There is a delicious and slightly scandalous flutter in streamingland: Katie Lowes says Jill from The Hunting Wives is probably dead, but in television anything is possible, and flashbacks or wild returns lurk in the wings. Lowes, 42, told reporters she believes her character is gone for good while laughing off persistent fan theories that Jill might be merely comatose. Her comments land amid the series’ early Netflix dominance, when the steamy thriller topped streaming charts and amassed billions of minutes viewed in its first week on the platform, according to industry reports.
Let us paint the scene with sharper colors. The Hunting Wives follows Sophie (Brittany Snow), who moves from Massachusetts to Texas and is ensnared by Margo Banks (Malin Akerman), a magnetic, manipulative leader of a wealthy clique obsessed with guns and illicit liaisons. The show’s sinuous social web includes Callie (Jaime Ray Newman) and Jill, played by Lowes, who is married to the local preacher and occupies that fraught space of small-town respectability and secret obsession. Jill’s devotion to her son Brad (George Ferrier) becomes the thread that unravels everything. Lowes explained that Jill is a study in loneliness: married young, stuck in a dull marriage, brilliant yet overlooked, and ultimately undone when her passions collapse onto her child.
The plot thickens, darkens, and then detonates: Brad’s girlfriend Abby (Madison Wolfe) is found dead in the woods, setting off a cascade of violence. Jill kills Abby’s mother, Starr (Chrissy Metz), in a brutal clash, and then Callie shoots Jill, a sequence that left viewers buzzing and cast members joking about the mayhem on set. Lowes recalled racing about during the “murder” scenes with Metz and calling their chaotic nighttime shoot “The Haunting,” an inside joke that underscores the giddy energy behind the grim material.
Lowes admitted she originally auditioned for Callie, the racier part, and then found herself inhabiting Jill, a role devoid of the explicit sex scenes that punctuated other arcs. She laughed about being “honestly” a little disappointed she didn’t have those steamy moments, yet relieved she didn’t have to make awkward phone calls to family about onscreen nudity. Still, she confessed to some youthful experimental theater days at NYU that included brief nudity long before the era of ubiquitous smartphones, noting that those instances thankfully “don’t live on Netflix.”

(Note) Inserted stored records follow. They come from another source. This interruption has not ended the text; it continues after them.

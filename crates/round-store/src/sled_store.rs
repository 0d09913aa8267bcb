//! Sled-backed `AccountStore`/`BlockStore` pair, mirroring the reference
//! workspace's `SledStorage` (`ippan-storage`): one `Tree` per logical table,
//! `serde_json` for value encoding, big-endian height keys for range scans.

use std::path::Path;

use ippan_round_types::{
    AccountDiff, AccountFilter, Address, Block, BlockId, DelegateAccount, Height, RoundId,
    RoundOp, StoreError,
};
use sled::{transaction::TransactionError, Db, Transactional, Tree};

use crate::account_store::AccountStore;
use crate::block_store::{BlockStore, RoundSummary};
use crate::transaction::RoundTransaction;

pub struct SledRoundStore {
    db: Db,
    accounts: Tree,
    blocks: Tree,
    block_marks: Tree,
}

impl SledRoundStore {
    pub fn open<P: AsRef<Path>>(path: P) -> Result<Self, StoreError> {
        let db = sled::open(path).map_err(|e| StoreError::Read(e.to_string()))?;
        let accounts = db
            .open_tree("round_accounts")
            .map_err(|e| StoreError::Read(e.to_string()))?;
        let blocks = db
            .open_tree("round_blocks")
            .map_err(|e| StoreError::Read(e.to_string()))?;
        let block_marks = db
            .open_tree("round_block_marks")
            .map_err(|e| StoreError::Read(e.to_string()))?;
        Ok(Self {
            db,
            accounts,
            blocks,
            block_marks,
        })
    }

    pub fn put_account(&self, account: &DelegateAccount) -> Result<(), StoreError> {
        let data = serde_json::to_vec(account)?;
        self.accounts
            .insert(account.address.as_bytes(), data)
            .map_err(|e| StoreError::Write(e.to_string()))?;
        Ok(())
    }

    pub fn put_block(&self, block: &Block) -> Result<(), StoreError> {
        let data = serde_json::to_vec(block)?;
        self.blocks
            .insert(&block.height.to_be_bytes(), data)
            .map_err(|e| StoreError::Write(e.to_string()))?;
        Ok(())
    }

    fn read_account(&self, address: &Address) -> Result<Option<DelegateAccount>, StoreError> {
        self.accounts
            .get(address.as_bytes())
            .map_err(|e| StoreError::Read(e.to_string()))?
            .map(|v| serde_json::from_slice(&v).map_err(StoreError::from))
            .transpose()
    }

    fn read_block(&self, height: Height) -> Result<Option<Block>, StoreError> {
        self.blocks
            .get(height.to_be_bytes())
            .map_err(|e| StoreError::Read(e.to_string()))?
            .map(|v| serde_json::from_slice(&v).map_err(StoreError::from))
            .transpose()
    }

    pub fn begin(&self) -> SledTransaction<'_> {
        SledTransaction {
            store: self,
            pending: Vec::new(),
        }
    }
}

impl AccountStore for SledRoundStore {
    fn get(&self, filter: &AccountFilter) -> Result<DelegateAccount, StoreError> {
        self.get_all(filter)?
            .into_iter()
            .next()
            .ok_or_else(|| StoreError::AccountNotFound(format!("{filter:?}")))
    }

    fn get_all(&self, filter: &AccountFilter) -> Result<Vec<DelegateAccount>, StoreError> {
        let mut out = Vec::new();
        for item in self.accounts.iter() {
            let (_, v) = item.map_err(|e| StoreError::Read(e.to_string()))?;
            let account: DelegateAccount = serde_json::from_slice(&v)?;
            let matches = match filter {
                AccountFilter::All => true,
                AccountFilter::ByAddress(addr) => &account.address == addr,
                AccountFilter::ByPublicKey(pk) => &account.public_key == pk,
                AccountFilter::VotingDelegates => account.vote > 0,
                AccountFilter::WeightedDelegates => account.votes_weight > 0,
            };
            if matches {
                out.push(account);
            }
        }
        Ok(out)
    }
}

impl BlockStore for SledRoundStore {
    fn sum_round(&self, n: usize, round: RoundId) -> Result<RoundSummary, StoreError> {
        let n = n as u64;
        let first = (round - 1) * n + 1;
        let last = round * n;
        let mut fees = 0i64;
        let mut rewards = Vec::new();
        let mut delegates = Vec::new();
        for height in first..=last {
            let Some(block) = self.read_block(height)? else {
                break;
            };
            fees = fees
                .checked_add(block.total_fee)
                .ok_or_else(|| StoreError::Write("fee sum overflow".into()))?;
            rewards.push(block.reward);
            delegates.push(block.generator_public_key);
        }
        Ok(RoundSummary {
            fees,
            rewards,
            delegates,
        })
    }

    fn find_by_height(&self, height: Height) -> Result<Option<Block>, StoreError> {
        self.read_block(height)
    }

    fn find_by_id(&self, id: BlockId) -> Result<Option<Block>, StoreError> {
        for item in self.blocks.iter() {
            let (_, v) = item.map_err(|e| StoreError::Read(e.to_string()))?;
            let block: Block = serde_json::from_slice(&v)?;
            if block.id == id {
                return Ok(Some(block));
            }
        }
        Ok(None)
    }

    fn truncate_blocks(&self, from_height: Height) -> Result<(), StoreError> {
        let stale: Vec<Height> = self
            .blocks
            .iter()
            .keys()
            .filter_map(|k| k.ok())
            .filter_map(|k| {
                let bytes: [u8; 8] = k.as_ref().try_into().ok()?;
                Some(Height::from_be_bytes(bytes))
            })
            .filter(|h| *h > from_height)
            .collect();
        for height in stale {
            self.blocks
                .remove(height.to_be_bytes())
                .map_err(|e| StoreError::Write(e.to_string()))?;
            self.block_marks
                .remove(height.to_be_bytes())
                .map_err(|e| StoreError::Write(e.to_string()))?;
        }
        Ok(())
    }

    fn mark_block_id(&self, height: Height, id: BlockId) -> Result<(), StoreError> {
        self.block_marks
            .insert(height.to_be_bytes(), &id)
            .map_err(|e| StoreError::Write(e.to_string()))?;
        Ok(())
    }
}

/// Buffers ops and flushes them inside one `sled` transaction on `commit`,
/// so a dropped-without-commit batch leaves the trees untouched.
pub struct SledTransaction<'a> {
    store: &'a SledRoundStore,
    pending: Vec<RoundOp>,
}

impl RoundTransaction for SledTransaction<'_> {
    fn apply(&mut self, op: &RoundOp) -> Result<(), StoreError> {
        self.pending.push(op.clone());
        Ok(())
    }

    fn pending(&self) -> &[RoundOp] {
        &self.pending
    }
}

impl SledTransaction<'_> {
    /// `MergeAccount`/`MarkBlockId` commit inside one `sled` transaction;
    /// `TruncateBlocks` runs afterward via the plain (non-transactional)
    /// `Tree` API, since `sled::transaction::TransactionalTree` has no
    /// range/scan operation to find the stale keys with. `isTicking`
    /// already serializes every tick against this store, and snapshot mode
    /// is the only caller of `TruncateBlocks`, so the two-step commit never
    /// races a concurrent writer in practice.
    pub fn commit(self) -> Result<(), StoreError> {
        let mut truncate_from: Option<Height> = None;

        let result: Result<(), TransactionError<StoreError>> =
            (&self.store.accounts, &self.store.block_marks).transaction(|(accounts, block_marks)| {
                for op in &self.pending {
                    match op {
                        RoundOp::MergeAccount { address, diff } => {
                            merge_account_in_tree(accounts, address, diff)?;
                        }
                        RoundOp::MarkBlockId { height, block_id } => {
                            block_marks.insert(&height.to_be_bytes(), block_id)?;
                        }
                        RoundOp::TruncateBlocks { .. } => {}
                    }
                }
                Ok(())
            });
        result.map_err(|e| StoreError::Write(e.to_string()))?;

        for op in &self.pending {
            if let RoundOp::TruncateBlocks { from_height } = op {
                truncate_from = Some(*from_height);
            }
        }
        if let Some(from_height) = truncate_from {
            self.store.truncate_blocks(from_height)?;
        }

        self.store
            .db
            .flush()
            .map_err(|e| StoreError::Write(e.to_string()))?;
        Ok(())
    }
}

fn merge_account_in_tree(
    tree: &sled::transaction::TransactionalTree,
    address: &Address,
    diff: &AccountDiff,
) -> sled::transaction::ConflictableTransactionResult<(), StoreError> {
    let current = tree.get(address.as_bytes())?;
    let mut account: DelegateAccount = match current {
        Some(v) => serde_json::from_slice(&v)
            .map_err(|e| sled::transaction::ConflictableTransactionError::Abort(
                StoreError::Serialization(e),
            ))?,
        None => {
            return Err(sled::transaction::ConflictableTransactionError::Abort(
                StoreError::AccountNotFound(address.clone()),
            ))
        }
    };
    account.apply_diff(diff).map_err(|e| {
        sled::transaction::ConflictableTransactionError::Abort(StoreError::Write(e.to_string()))
    })?;
    let data = serde_json::to_vec(&account).map_err(|e| {
        sled::transaction::ConflictableTransactionError::Abort(StoreError::Serialization(e))
    })?;
    tree.insert(address.as_bytes(), data)?;
    Ok(())
}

While Netflix has not confirmed a second season, The Hunting Wives’ initial streaming performance gives the show a persuasive billboard: most-streamed the week of its release, per entertainment trackers. That success amplifies Lowes’ coy suggestion that Jill might return in some form. She leaned into television’s love for flashbacks and narrative contortions, allowing fans to dream—justifiably—of surprises, secret survivors, or cunning rewrites. Lowes’ public stance is pragmatic yet playful: she “definitely thinks Jill is dead” but acknowledges the show’s “wild” fictional logic, leaving the door ajar for creative reprisals.
Concluding with the sort of soft, theatrical sigh that befits both tragedy and soap, this is television’s favorite trick: killing a character to stoke fervor, then resurrecting them through time shifts, unreliable narration, or cunning retcons. As Lowes hints and as streaming numbers suggest, producers could be tempted to pry that door open. What happens next will hinge on whether Netflix renews the series and on the writers’ appetite for mischief. Fans will watch, theorize, and text their own half-believed conspiracies into the night.
And so we end this little elegy for a potentially departed character, while leaving a window cracked for theatrical mischief: perhaps a ghost, perhaps a memory, perhaps a cunning comeback. Keep your binoculars tuned to Netflix announcements and Lowes’ social feed; in television, death is rarely the final stanza.
—A closing nod to the dramatic, the comic, and the eternally speculative.